Lesson
This time allotted for the teaching and exercises in lessons one through eight in this episode totals 155 minutes. This does not include time for installing OpenRefine, which could take an extra 10-30 minutes depending on how many different platforms and how many computers need OpenRefine installed.
Setup
- There is a separate file for the setup instructions for installing OpenRefine (setup).
- If Internet Explorer is the default browser for participants, OpenRefine may have trouble opening. The URL can be copied and pasted into a Google Chrome or Firefox browser. Or, participants can be encouraged in advance of the workshop to set one of these two browsers as their default.
The dataset used
- A link to the dataset used in this lesson, including a description, can be found on the setup page.
- It will need to be downloaded to the local machine before it can be loaded into OpenRefine.
The Lessons
- Explains what OpenRefine is, what it is used for and where to get help.
- Covers the creation of an OpenRefine project using our dataset.
- The file has a single header row and is csv.
- Facets and clustering are introduced and there is a discussion on the different clustering algorithms and how they may produce different results.
- Splitting columns is covered as is undo/redo.
- Using Include and Exclude from a facet is covered and the difference between faceting and filtering is explained.
- The various sort options for single or multiple columns is covered.
Examining Numbers in OpenRefine
- Explains that everything is a string until you change it.
- Explains how to change the data type and the additional faceting ability it provides.
- Explains how actions within a project can be copied to an external file and re-applied.
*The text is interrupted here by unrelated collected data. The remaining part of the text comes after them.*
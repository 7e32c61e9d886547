#![deny(clippy::wildcard_imports)]
#![cfg_attr(test, allow(clippy::wildcard_imports))]

pub mod adapters;
pub mod auth;
pub mod config;
pub mod db;
pub mod entities;
pub mod error;
pub mod errors;
pub mod extractors;
pub mod infra;
pub mod logging;
pub mod middleware;
pub mod repos;
pub mod routes;
pub mod state;
pub mod telemetry;
pub mod trace_ctx;

#[cfg(test)]
pub mod test_bootstrap;

pub use auth::{issue_token, verify_token, ClaimRequest, IdentityClaim};
pub use config::db::db_url;
pub use error::AppError;
pub use extractors::{CurrentIdentity, InventoryId, ValidatedJson};
pub use infra::db::{bootstrap_db, connect_db};
pub use middleware::{cors_middleware, AuthGate, RequestTrace, StructuredLogger, TraceSpan};
pub use repos::inventory::{InventoryRecord, NewInventoryRecord, RestockRequest};
pub use state::app_state::AppState;
pub use state::security_config::SecurityConfig;

#[cfg(test)]
#[ctor::ctor]
fn init_test_logging() {
    test_bootstrap::logging::init();
}
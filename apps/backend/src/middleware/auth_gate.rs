//! Authorization gate for owner-scoped routes.
//!
//! Reads the `Authorization` header, verifies the token and stores the
//! resulting [`IdentityClaim`] in request extensions for the handler.
//! Rejections are rendered here as problem details:
//!
//! - no header: 401
//! - anything wrong with the token: 403
//!
//! The token is the text after the first space. The scheme word in front
//! of it is not inspected, so `Bearer <t>` and `Token <t>` both work.

use std::rc::Rc;

use actix_web::body::EitherBody;
use actix_web::dev::{forward_ready, Service, ServiceRequest, ServiceResponse, Transform};
use actix_web::http::header;
use actix_web::{web, Error, HttpMessage};
use futures_util::future::{ready, LocalBoxFuture, Ready};

use crate::auth::{verify_token, IdentityClaim};
use crate::error::AppError;
use crate::errors::ErrorCode;
use crate::logging::security;
use crate::state::app_state::AppState;

pub struct AuthGate;

impl<S, B> Transform<S, ServiceRequest> for AuthGate
where
    S: Service<ServiceRequest, Response = ServiceResponse<B>, Error = Error> + 'static,
    S::Future: 'static,
    B: 'static,
{
    type Response = ServiceResponse<EitherBody<B>>;
    type Error = Error;
    type InitError = ();
    type Transform = AuthGateMiddleware<S>;
    type Future = Ready<Result<Self::Transform, Self::InitError>>;

    fn new_transform(&self, service: S) -> Self::Future {
        ready(Ok(AuthGateMiddleware {
            service: Rc::new(service),
        }))
    }
}

pub struct AuthGateMiddleware<S> {
    service: Rc<S>,
}

impl<S, B> Service<ServiceRequest> for AuthGateMiddleware<S>
where
    S: Service<ServiceRequest, Response = ServiceResponse<B>, Error = Error> + 'static,
    S::Future: 'static,
    B: 'static,
{
    type Response = ServiceResponse<EitherBody<B>>;
    type Error = Error;
    type Future = LocalBoxFuture<'static, Result<Self::Response, Self::Error>>;

    forward_ready!(service);

    fn call(&self, req: ServiceRequest) -> Self::Future {
        let service = Rc::clone(&self.service);

        // Rendered inside the future so the request's trace id is in scope.
        Box::pin(async move {
            match authorize(&req) {
                Ok(claim) => {
                    req.extensions_mut().insert(claim);
                    let res = service.call(req).await?;
                    Ok(res.map_into_left_body())
                }
                Err(err) => Ok(req.error_response(err).map_into_right_body()),
            }
        })
    }
}

fn authorize(req: &ServiceRequest) -> Result<IdentityClaim, AppError> {
    let Some(value) = req.headers().get(header::AUTHORIZATION) else {
        security::missing_auth_header(req.path());
        return Err(AppError::unauthorized());
    };

    let state = req.app_data::<web::Data<AppState>>().ok_or_else(|| {
        AppError::internal(ErrorCode::Internal, "AppState not available")
    })?;

    let token = value.to_str().ok().and_then(token_from_header);
    let verified = match token {
        Some(token) => verify_token(token, &state.security),
        None => Err(AppError::forbidden_invalid_token()),
    };

    verified.inspect_err(|_| security::token_rejected(req.path()))
}

/// Second space-separated segment of the header value, if non-empty.
pub fn token_from_header(value: &str) -> Option<&str> {
    value.split(' ').nth(1).filter(|token| !token.is_empty())
}

#[cfg(test)]
mod tests {
    use super::token_from_header;

    #[test]
    fn token_is_second_segment() {
        assert_eq!(token_from_header("Bearer abc.def.ghi"), Some("abc.def.ghi"));
        assert_eq!(token_from_header("Token abc"), Some("abc"));
        assert_eq!(token_from_header("Bearer abc extra"), Some("abc"));
    }

    #[test]
    fn no_second_segment_means_no_token() {
        assert_eq!(token_from_header("abc.def.ghi"), None);
        assert_eq!(token_from_header("Bearer "), None);
        assert_eq!(token_from_header(""), None);
    }

    #[test]
    fn double_space_leaves_empty_second_segment() {
        assert_eq!(token_from_header("Bearer  abc"), None);
    }
}
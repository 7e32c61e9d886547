use sea_orm::DatabaseConnection;

use crate::error::AppError;
use crate::state::app_state::AppState;

/// The canonical way for handlers to reach the database.
pub fn require_db(state: &AppState) -> Result<&DatabaseConnection, AppError> {
    state.db().ok_or_else(AppError::db_unavailable)
}
//! Repository layer: typed operations over adapters.

pub mod inventory;
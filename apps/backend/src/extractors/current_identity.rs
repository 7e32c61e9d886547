use actix_web::dev::Payload;
use actix_web::{FromRequest, HttpMessage, HttpRequest};
use futures_util::future::{ready, Ready};

use crate::auth::IdentityClaim;
use crate::error::AppError;

/// The verified identity attached by `AuthGate`.
///
/// Only meaningful on gated routes; anywhere else it fails with 401.
#[derive(Debug, Clone)]
pub struct CurrentIdentity(pub IdentityClaim);

impl CurrentIdentity {
    pub fn email(&self) -> &str {
        &self.0.email
    }
}

impl FromRequest for CurrentIdentity {
    type Error = AppError;
    type Future = Ready<Result<Self, Self::Error>>;

    fn from_request(req: &HttpRequest, _: &mut Payload) -> Self::Future {
        let claim = req.extensions().get::<IdentityClaim>().cloned();
        ready(claim.map(CurrentIdentity).ok_or_else(AppError::unauthorized))
    }
}
mod common;
mod support;

use actix_web::http::StatusCode;
use actix_web::test;
use backend_test_support::problem_details::assert_problem_details;
use backend_test_support::unique_helpers::unique_email;
use inventory_backend::state::app_state::AppState;
use inventory_backend::state::security_config::SecurityConfig;
use serde_json::Value;
use support::auth::{bearer_header, expired_token_for, token_for};
use support::factory::seed_item;
use support::{create_test_app, test_state};

#[actix_web::test]
async fn missing_header_is_401() {
    let app = create_test_app(test_state().await)
        .with_prod_routes()
        .build()
        .await
        .unwrap();

    let req = test::TestRequest::get()
        .uri("/products/a@x.com")
        .to_request();
    let resp = test::call_service(&app, req).await;

    assert_problem_details(resp, StatusCode::UNAUTHORIZED, "UNAUTHORIZED", "Unauthorized access")
        .await;
}

#[actix_web::test]
async fn invalid_tokens_are_403() {
    let state = test_state().await;
    let email = unique_email("gate");
    let wrong_secret = SecurityConfig::new("some-other-secret");

    let cases = vec![
        ("garbage", "Bearer not-a-jwt".to_string()),
        (
            "expired",
            format!("Bearer {}", expired_token_for(&email, &state.security)),
        ),
        ("wrong secret", bearer_header(&email, &wrong_secret)),
        ("no space", token_for(&email, &state.security)),
        ("empty token", "Bearer ".to_string()),
    ];

    let app = create_test_app(state).with_prod_routes().build().await.unwrap();

    for (label, header) in cases {
        let req = test::TestRequest::get()
            .uri(&format!("/products/{email}"))
            .insert_header(("Authorization", header))
            .to_request();
        let resp = test::call_service(&app, req).await;

        assert_eq!(resp.status(), StatusCode::FORBIDDEN, "case: {label}");
        assert_problem_details(
            resp,
            StatusCode::FORBIDDEN,
            "FORBIDDEN_INVALID_TOKEN",
            "forbidden access",
        )
        .await;
    }
}

#[actix_web::test]
async fn owner_mismatch_is_403_even_with_valid_token() {
    let state = test_state().await;
    let header = bearer_header("b@x.com", &state.security);
    let app = create_test_app(state).with_prod_routes().build().await.unwrap();

    let req = test::TestRequest::get()
        .uri("/products/a@x.com")
        .insert_header(("Authorization", header))
        .to_request();
    let resp = test::call_service(&app, req).await;

    assert_problem_details(
        resp,
        StatusCode::FORBIDDEN,
        "FORBIDDEN_OWNER_MISMATCH",
        "Forbidden access",
    )
    .await;
}

#[actix_web::test]
async fn matching_owner_sees_only_own_records() {
    let state = test_state().await;
    seed_item(&state, "a@x.com", 3, "Lamp").await;
    seed_item(&state, "b@x.com", 1, "Chair").await;
    seed_item(&state, "a@x.com", 7, "Desk").await;

    let header = bearer_header("a@x.com", &state.security);
    let app = create_test_app(state).with_prod_routes().build().await.unwrap();

    let req = test::TestRequest::get()
        .uri("/products/a@x.com")
        .insert_header(("Authorization", header))
        .to_request();
    let body: Vec<Value> = test::call_and_read_body_json(&app, req).await;

    assert_eq!(body.len(), 2);
    assert!(body.iter().all(|r| r["email"] == "a@x.com"));
    let names: Vec<&str> = body.iter().filter_map(|r| r["itemName"].as_str()).collect();
    assert_eq!(names, vec!["Lamp", "Desk"]);
}

#[actix_web::test]
async fn scheme_word_is_not_checked() {
    let state = test_state().await;
    let token = token_for("a@x.com", &state.security);
    let app = create_test_app(state).with_prod_routes().build().await.unwrap();

    let req = test::TestRequest::get()
        .uri("/products/a@x.com")
        .insert_header(("Authorization", format!("Token {token}")))
        .to_request();
    let resp = test::call_service(&app, req).await;

    assert_eq!(resp.status(), StatusCode::OK);
}

#[actix_web::test]
async fn rejections_happen_before_any_database_access() {
    // No database at all: a handler reaching for one would answer 500.
    let state = AppState::new_without_db(SecurityConfig::new(support::app_builder::TEST_SECRET));
    let mismatched = bearer_header("b@x.com", &state.security);
    let app = create_test_app(state).with_prod_routes().build().await.unwrap();

    let req = test::TestRequest::get().uri("/products/a@x.com").to_request();
    assert_eq!(
        test::call_service(&app, req).await.status(),
        StatusCode::UNAUTHORIZED
    );

    let req = test::TestRequest::get()
        .uri("/products/a@x.com")
        .insert_header(("Authorization", "Bearer junk"))
        .to_request();
    assert_eq!(
        test::call_service(&app, req).await.status(),
        StatusCode::FORBIDDEN
    );

    let req = test::TestRequest::get()
        .uri("/products/a@x.com")
        .insert_header(("Authorization", mismatched))
        .to_request();
    assert_eq!(
        test::call_service(&app, req).await.status(),
        StatusCode::FORBIDDEN
    );
}

#[actix_web::test]
async fn ungated_routes_ignore_authorization() {
    let state = test_state().await;
    let id = seed_item(&state, "a@x.com", 1, "Lamp").await;
    let app = create_test_app(state).with_prod_routes().build().await.unwrap();

    let req = test::TestRequest::get().uri("/products").to_request();
    assert_eq!(test::call_service(&app, req).await.status(), StatusCode::OK);

    let req = test::TestRequest::get()
        .uri("/products")
        .insert_header(("Authorization", "Bearer junk"))
        .to_request();
    assert_eq!(test::call_service(&app, req).await.status(), StatusCode::OK);

    // DELETE shares the path shape of the gated GET but is open.
    let req = test::TestRequest::delete()
        .uri(&format!("/products/{id}"))
        .to_request();
    assert_eq!(test::call_service(&app, req).await.status(), StatusCode::OK);
}
//! Error handling for the inventory backend.

pub mod domain;
pub mod error_code;

pub use domain::DomainError;
pub use error_code::ErrorCode;

#[cfg(test)]
mod tests_error_mapping;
The same file is used to re-apply the changes.
- Covers the overall format of a project ‘file’ and how the components can be viewed.
- This may require installing additional software on Windows machine (e.g. 7-zip) as the built-in un-zipping facility does not work with tar.gz files.
- Covers how to export a file that only contains a subset of the data.
- Just a list of various OpenRefine resources available on-line (taken from the Ecology lessons)